This is an almost irreversible problem in theology. Because the highest thing
that we can imagine is human personhood, we will inevitably conceive of God in
those terms. As the Greek philosopher Xenophanes once wrote, "If horses had
gods they would look like horses!" So the gods of human beings will look like
human beings. We cannot escape that.
Idolatry takes over, however, when we fail to realize that God is different
from our human definitions of God. We pretend that these words are not just a
human perception of the divine, but what God actually is. We have literalized
our own creations. That is the essence of idolatry. The human mind can
experience God but the human mind can never define the power being experienced.
Prayer is where this false identification becomes painfully obvious. Most of
our prayers beseech a "Being" to do something for us — heal us, protect us,
comfort us, be with us, etc. — that we fear we cannot do for ourselves. These
are natural human yearnings. There is nothing wrong with admitting these
yearnings so long as we recognize them for what they are. The prayers of most
human beings sound like adult letters to Santa Claus to me. Getting beyond this
in our prayer life is an essential part of spiritual maturity. It means
asking questions like: Can God work outside the human? Can God control the
disasters of hurricanes, tornadoes, tsunamis? Does God protect people in time of war
from bombing, killing, maiming? Can God heal sicknesses, reverse our
diseases and restore us to health?
If one answers those questions with a yes then one has to explain why God
doesn't do what we believe God has the power to do. If we answer these questions
with a no, we have reduced God to impotence and the shelf life of an
impotent deity is not very long.
Communing with the divine, being open to the presence of the divine, allowing
the divine to work through the human is another way to talk about prayer and
it is here that we must begin to engage that process. I expect we will
always use personal images when we talk about God or prayer. I am also convinced
that this is not the pathway into meaning.
I hope this at least starts the conversations within you.
John Shelby Spong
Here is a sample of letters received about the column of August 6, 2008. –
JSS
Kay Jackson, via the Internet, writes:
Thank you so much for your article about God's table and the celebration of
communion. I, too, had tears in my eyes as you told of your grandson giving
his mother her first taste of communion in years. To me, that was truly co
mmunion in action. Truly we humans are good at taking something intended to bring
us closer to each other (and so further into God) and turn it into something
institutional and rule-bound. It's kind of comical. I can't help thinking
about Jesus' reminder that the Sabbath was created for us, not the other way
around.
I was raised Roman Catholic, and as a child accepted without question that I
had to be of a certain age, have certain schooling, etc., before I could be
allowed to take communion. It was pretty neat back then to finally get through
all the preliminaries, be dressed up like a wedding cake, and finally taste
that little wafer (that, in fact, was about the extent of any meaning for
me). Only later did it dawn on me that some people were excluded — my mother,
for instance, who had been raised Presbyterian and had signed an agreement at
her marriage that we kids would be raised Catholic.

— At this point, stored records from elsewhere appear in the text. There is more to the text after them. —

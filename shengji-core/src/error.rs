use std::path::PathBuf;
use thiserror::Error;

/// 调用外部服务时的错误
#[derive(Error, Debug, Clone, PartialEq)]
pub enum ServiceError {
    /// 服务返回了错误应答
    #[error("Request `{method}` failed: {message}")]
    RequestFailed { method: &'static str, message: String },

    /// 服务不可用（未连接或已断开）
    #[error("Service unavailable: {0}")]
    Unavailable(String),
}

impl ServiceError {
    pub fn request_failed(method: &'static str, message: impl Into<String>) -> Self {
        ServiceError::RequestFailed {
            method,
            message: message.into(),
        }
    }
}

/// 读取包元数据时的错误，只影响单个包
#[derive(Error, Debug)]
pub enum MetadataError {
    #[error("Metadata file {path} is unreadable: {source}")]
    Unreadable {
        path: PathBuf,
        #[source]
        source: std::io::Error,
    },

    #[error("Metadata file {path} is malformed: {source}")]
    Malformed {
        path: PathBuf,
        #[source]
        source: serde_json::Error,
    },
}

/// 镜像测速失败，最终按最差分数计
#[derive(Error, Debug)]
pub enum ProbeError {
    #[error("Failed to launch probe tool: {0}")]
    Spawn(#[from] std::io::Error),

    #[error("Probe tool produced no usable score")]
    NoScore,

    #[error("HTTP probe failed: {0}")]
    Http(#[from] reqwest::Error),
}

pub type ServiceResult<T> = std::result::Result<T, ServiceError>;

I remember rejecting this exclusionary-ness at a very young age, though I
never spoke to anyone about it. I never felt any qualm about taking communion at
friends' churches through the years, and did so whenever invited. It seemed
natural. When two of my best friends had a commitment ceremony in celebration
of their relationship, the spiritual part of the service included communion
open to whoever would like to participate. In this particular instance,
probably because of the occasion and what it signified for these very dear friends
(and the sight of their dogs leading the procession), it was the most
meaningful communion I'd ever taken part in. I was only sorry my husband didn't
participate. Not because of any religious constraints, but because he is one of
the so many folks for whom religion and its symbols holds no meaning (as you
mention in your essay).
Recently, when my dear father died, we afforded for him all the comforts the
Catholic Church has to offer, including a Requiem Mass. It hit me like a
physical blow when the priest said, "all who are Catholic may come up for
communion — those who aren't may keep their seats or come up for a blessing." I
knew he was a particularly conservative priest, I'd heard him say this before at
all the many masses I'd attended with my father, and yet it seemed so wrong
to exclude anyone who wanted to partake of what should simply be a gift.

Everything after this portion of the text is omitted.